(The data begins)

// src/query/mod.rs
// Query engine (C10): structured filters, keyword search, vector k-NN,
// a hybrid merge of the two, thread expansion, and time-windowed
// conversation chunking — everything layered on top of the low-level
// SQL in `crate::db::search`/`crate::db::embeddings`.

use std::sync::Arc;

use chrono::Duration;

use crate::db::embeddings::{VectorHit, knn_search_sync};
use crate::db::messages::find_message_by_id_sync;
use crate::db::pool::DatabasePool;
use crate::db::search::{
    StructuredFilter, expand_thread_sync, messages_in_window_sync, structured_search_sync,
};
use crate::db::types::StoredMessage;
use crate::embeddings::EmbeddingClient;
use crate::error::HarvesterError;

/// Default time gap (seconds) past which two consecutive messages in the
/// same channel are split into separate conversation chunks (§4.10).
pub const DEFAULT_CHUNK_WINDOW_SECS: i64 = 600;

/// A structured-filter or keyword search result carries no extra score;
/// ordering is newest-first straight out of SQL. Re-exported here so
/// callers don't need to reach into `crate::db`.
pub use crate::db::search::StructuredFilter as Filter;

/// One semantic search hit: the stored message plus its cosine distance
/// from the query vector (lower is closer).
#[derive(Debug, Clone)]
pub struct SemanticHit {
    pub message: StoredMessage,
    pub distance: f32,
}

/// One hybrid-search hit, tagged with which path surfaced it. A message
/// matched by both paths keeps its semantic tag and distance — semantic
/// hits are deduplicated in first, so a later keyword match on the same
/// message is simply dropped rather than recorded as a second tag.
#[derive(Debug, Clone)]
pub enum HybridHit {
    Semantic { message: StoredMessage, distance: f32 },
    Keyword { message: StoredMessage },
}

impl HybridHit {
    pub fn message(&self) -> &StoredMessage {
        match self {
            HybridHit::Semantic { message, .. } => message,
            HybridHit::Keyword { message } => message,
        }
    }
}

/// Composes the low-level SQL primitives into the query engine's public
/// operations.
pub struct QueryEngine {
    pool: Arc<DatabasePool>,
    embeddings: Arc<EmbeddingClient>,
}

impl QueryEngine {
    pub fn new(pool: Arc<DatabasePool>, embeddings: Arc<EmbeddingClient>) -> Self {
        Self { pool, embeddings }
    }

    /// Structured filter search (§4.10): workspace/channel/sender/time
    /// window/keyword/has-reactions, newest-first, capped at `limit`.
    pub async fn structured_search(
        &self,
        filter: StructuredFilter,
        limit: usize,
    ) -> Result<Vec<StoredMessage>, HarvesterError> {
        self.pool.run(move |conn| structured_search_sync(conn, &filter, limit)).await
    }

    /// Plain keyword search, newest-first.
    pub async fn keyword_search(&self, keyword: &str, limit: usize) -> Result<Vec<StoredMessage>, HarvesterError> {
        let keyword = keyword.to_string();
        self.pool
            .run(move |conn| {
                structured_search_sync(
                    conn,
                    &StructuredFilter { keyword: Some(keyword), ..Default::default() },
                    limit,
                )
            })
            .await
    }

    /// A message's full thread (root + replies), oldest-first.
    pub async fn expand_thread(&self, thread_ts: &str) -> Result<Vec<StoredMessage>, HarvesterError> {
        let thread_ts = thread_ts.to_string();
        self.pool.run(move |conn| expand_thread_sync(conn, &thread_ts)).await
    }

    /// Vector k-NN search: embeds `query_text`, finds the `k` nearest
    /// stored embeddings, and joins back to their message rows. Hits
    /// whose message row has since been deleted are silently dropped
    /// (the vector table has no foreign key to enforce this for us).
    pub async fn semantic_search(&self, query_text: &str, k: usize) -> Result<Vec<SemanticHit>, HarvesterError> {
        let query_vector = self.embeddings.embed(query_text).await?;
        let hits: Vec<VectorHit> = self.pool.run(move |conn| knn_search_sync(conn, &query_vector, k)).await?;

        let mut out = Vec::with_capacity(hits.len());
        for hit in hits {
            let message_id = hit.message_id.clone();
            let message = self.pool.run(move |conn| find_message_by_id_sync(conn, &message_id)).await?;
            if let Some(message) = message {
                out.push(SemanticHit { message, distance: hit.distance });
            }
        }
        Ok(out)
    }

    /// Hybrid search (§4.10): oversamples the vector index by `2 * limit`
    /// so enough semantic matches survive the merge with keyword results,
    /// then sorts the union by `(is_semantic, timestamp)` descending —
    /// every semantic hit outranks every keyword-only hit regardless of
    /// distance, and within each group the newest message wins.
    pub async fn hybrid_search(
        &self,
        query_text: &str,
        filter: StructuredFilter,
        limit: usize,
    ) -> Result<Vec<HybridHit>, HarvesterError> {
        let semantic = self.semantic_search(query_text, limit * 2).await.unwrap_or_else(|err| {
            // Embedding/vector-search failure degrades to keyword-only
            // results rather than failing the whole query.
            tracing::warn!(error = %err, "semantic search unavailable, falling back to keyword-only hybrid search");
            Vec::new()
        });

        let mut seen: std::collections::HashSet<String> =
            semantic.iter().map(|hit| hit.message.id.clone()).collect();

        let mut merged: Vec<HybridHit> = semantic
            .into_iter()
            .map(|hit| HybridHit::Semantic { message: hit.message, distance: hit.distance })
            .collect();

        let keyword_filter = StructuredFilter { keyword: Some(query_text.to_string()), ..filter };
        let keyword_hits = self.structured_search(keyword_filter, limit * 2).await?;
        for message in keyword_hits {
            if seen.insert(message.id.clone()) {
                merged.push(HybridHit::Keyword { message });
            }
        }

        merged.sort_by(|a, b| {
            let a_semantic = matches!(a, HybridHit::Semantic { .. });
            let b_semantic = matches!(b, HybridHit::Semantic { .. });
            b_semantic.cmp(&a_semantic).then(b.message().timestamp.cmp(&a.message().timestamp))
        });
        merged.truncate(limit);

        Ok(merged)
    }

    /// All messages in `(workspace, channel)` between `since` and `until`,
    /// split into chunks by [`chunk_by_time_gap`] at the default window.
    pub async fn conversation_chunks(
        &self,
        workspace: &str,
        channel: &str,
        since: &str,
        until: &str,
    ) -> Result<Vec<Vec<StoredMessage>>, HarvesterError> {
        let (workspace, channel, since, until) =
            (workspace.to_string(), channel.to_string(), since.to_string(), until.to_string());
        let messages = self
            .pool
            .run(move |conn| messages_in_window_sync(conn, &workspace, &channel, &since, &until))
            .await?;
        Ok(chunk_by_time_gap(messages, DEFAULT_CHUNK_WINDOW_SECS))
    }
}

/// Splits `messages` (already ordered oldest-first) into chunks, starting
/// a new chunk whenever the gap to the previous message reaches
/// `window_secs` or more. Pure and deterministic — the conversation-
/// chunking half of §4.10 that doesn't need a database connection.
///
/// Boundary is inclusive of the window (gap `>= window_secs` splits, not
/// just gap `> window_secs`): §8's worked example gives timestamps
/// `[t, t+100, t+700, t+701]` with a 600s window resolving to
/// `[[0,1],[2,3]]` — the exact 600s gap between index 1 and 2 must start
/// a new chunk.
pub fn chunk_by_time_gap(messages: Vec<StoredMessage>, window_secs: i64) -> Vec<Vec<StoredMessage>> {
    let window = Duration::seconds(window_secs);
    let mut chunks: Vec<Vec<StoredMessage>> = Vec::new();

    for message in messages {
        let starts_new_chunk = match chunks.last().and_then(|chunk| chunk.last()) {
            Some(prev) => message.timestamp - prev.timestamp >= window,
            None => true,
        };
        if starts_new_chunk {
            chunks.push(vec![message]);
        } else {
            chunks.last_mut().expect("just checked non-empty").push(message);
        }
    }

    chunks
}

#[cfg(test)]
mod tests {
    use super::*;
    use crate::db::messages::{NewMessage, insert_new_message_sync};
    use chrono::{Local, TimeZone};

    fn ts(sec: i64) -> chrono::DateTime<Local> {
        Local.timestamp_opt(1_800_000_000 + sec, 0).unwrap()
    }

    fn stored(id: &str, sec: i64) -> StoredMessage {
        StoredMessage {
            id: id.to_string(),
            workspace: "Acme".into(),
            channel: "#general".into(),
            sender: "alice".into(),
            content: "hi".into(),
            timestamp: ts(sec),
            thread_ts: None,
            mentions: vec![],
            attachment_names: vec![],
            content_hash: "h".into(),
            version: 1,
            edited_at: None,
            ingested_at: ts(sec),
            updated_at: ts(sec),
            date_only: "2026-07-27".into(),
            month_year: "2026-07".into(),
            day_of_week: "1".into(),
        }
    }

    #[test]
    fn chunk_by_time_gap_splits_on_large_gaps() {
        let messages = vec![stored("m1", 0), stored("m2", 30), stored("m3", 10_000)];
        let chunks = chunk_by_time_gap(messages, DEFAULT_CHUNK_WINDOW_SECS);
        assert_eq!(chunks.len(), 2);
        assert_eq!(chunks[0].len(), 2);
        assert_eq!(chunks[1].len(), 1);
    }

    #[test]
    fn chunk_by_time_gap_single_chunk_when_all_close() {
        let messages = vec![stored("m1", 0), stored("m2", 60), stored("m3", 120)];
        let chunks = chunk_by_time_gap(messages, DEFAULT_CHUNK_WINDOW_SECS);
        assert_eq!(chunks.len(), 1);
        assert_eq!(chunks[0].len(), 3);
    }

    #[test]
    fn chunk_by_time_gap_empty_input_yields_no_chunks() {
        assert!(chunk_by_time_gap(vec![], DEFAULT_CHUNK_WINDOW_SECS).is_empty());
    }

    #[test]
    fn chunk_by_time_gap_spec_worked_example() {
        // §8 property 11: timestamps [t, t+100, t+700, t+701], window 600
        // -> chunks [[0,1],[2,3]]. The gap between index 1 and 2 is
        // exactly 600s and must still start a new chunk.
        let messages = vec![stored("m0", 0), stored("m1", 100), stored("m2", 700), stored("m3", 701)];
        let chunks = chunk_by_time_gap(messages, 600);
        assert_eq!(chunks.len(), 2);
        assert_eq!(chunks[0].iter().map(|m| m.id.as_str()).collect::<Vec<_>>(), vec!["m0", "m1"]);
        assert_eq!(chunks[1].iter().map(|m| m.id.as_str()).collect::<Vec<_>>(), vec!["m2", "m3"]);
    }

    async fn engine() -> QueryEngine {
        let pool = Arc::new(DatabasePool::open_in_memory().await.unwrap());
        QueryEngine::new(pool, Arc::new(EmbeddingClient::deterministic()))
    }

    fn insert(conn: &rusqlite::Connection, id: &str, sender: &str, content: &str, sec: i64) {
        insert_new_message_sync(
            conn,
            &NewMessage {
                id,
                workspace: "Acme",
                channel: "#general",
                sender,
                content,
                timestamp: ts(sec),
                thread_ts: None,
                mentions: &[],
                attachment_names: &[],
                content_hash: "h",
            },
        )
        .unwrap();
    }

    #[tokio::test]
    async fn keyword_search_finds_matching_messages() {
        let engine = engine().await;
        engine.pool.run(|conn| -> Result<(), HarvesterError> {
            insert(conn, "m1", "alice", "deploy the service", 0);
            insert(conn, "m2", "alice", "unrelated", 1);
            Ok(())
        }).await.unwrap();

        let hits = engine.keyword_search("deploy", 10).await.unwrap();
        assert_eq!(hits.len(), 1);
        assert_eq!(hits[0].id, "m1");
    }

    #[tokio::test]
    async fn hybrid_search_falls_back_to_keyword_when_nothing_embedded() {
        let engine = engine().await;
        engine.pool.run(|conn| -> Result<(), HarvesterError> {
            insert(conn, "m1", "alice", "deploy the service", 0);
            Ok(())
        }).await.unwrap();

        let hits = engine.hybrid_search("deploy", StructuredFilter::default(), 10).await.unwrap();
        assert_eq!(hits.len(), 1);
        assert!(matches!(hits[0], HybridHit::Keyword { .. }));
    }

    #[tokio::test]
    async fn hybrid_search_ranks_semantic_hits_above_keyword_hits() {
        let engine = engine().await;
        // Older message, but given an embedding identical to the query
        // vector so it surfaces as an exact semantic hit.
        let query_vector = engine.embeddings.embed("deploy").await.unwrap();
        engine
            .pool
            .run(move |conn| -> Result<(), HarvesterError> {
                insert(conn, "m1", "alice", "deploy", 0);
                crate::db::embeddings::insert_embedding_sync(conn, "m1", &query_vector)?;
                // Newer message, keyword-only match: shares the word but
                // carries no embedding row at all.
                insert(conn, "m2", "alice", "deploy rollback", 1000);
                Ok(())
            })
            .await
            .unwrap();

        let hits = engine.hybrid_search("deploy", StructuredFilter::default(), 10).await.unwrap();
        assert_eq!(hits.len(), 2);
        assert!(matches!(hits[0], HybridHit::Semantic { .. }));
        assert_eq!(hits[0].message().id, "m1");
        assert!(matches!(hits[1], HybridHit::Keyword { .. }));
        assert_eq!(hits[1].message().id, "m2");
    }

    #[tokio::test]
    async fn hybrid_search_truncates_to_limit_after_oversampling() {
        let engine = engine().await;
        engine
            .pool
            .run(|conn| -> Result<(), HarvesterError> {
                for i in 0..6 {
                    insert(conn, &format!("m{i}"), "alice", "deploy", i);
                }
                Ok(())
            })
            .await
            .unwrap();

        // The internal fetch oversamples by 2x limit on both paths, but
        // the caller-facing result is still capped at `limit`.
        let hits = engine.hybrid_search("deploy", StructuredFilter::default(), 2).await.unwrap();
        assert_eq!(hits.len(), 2);
    }
}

(The data ends)

* Task instructions: Copy each line of the listing that contains the string "rather".

* Finished task:
/// message is simply dropped rather than recorded as a second tag.
            // results rather than failing the whole query.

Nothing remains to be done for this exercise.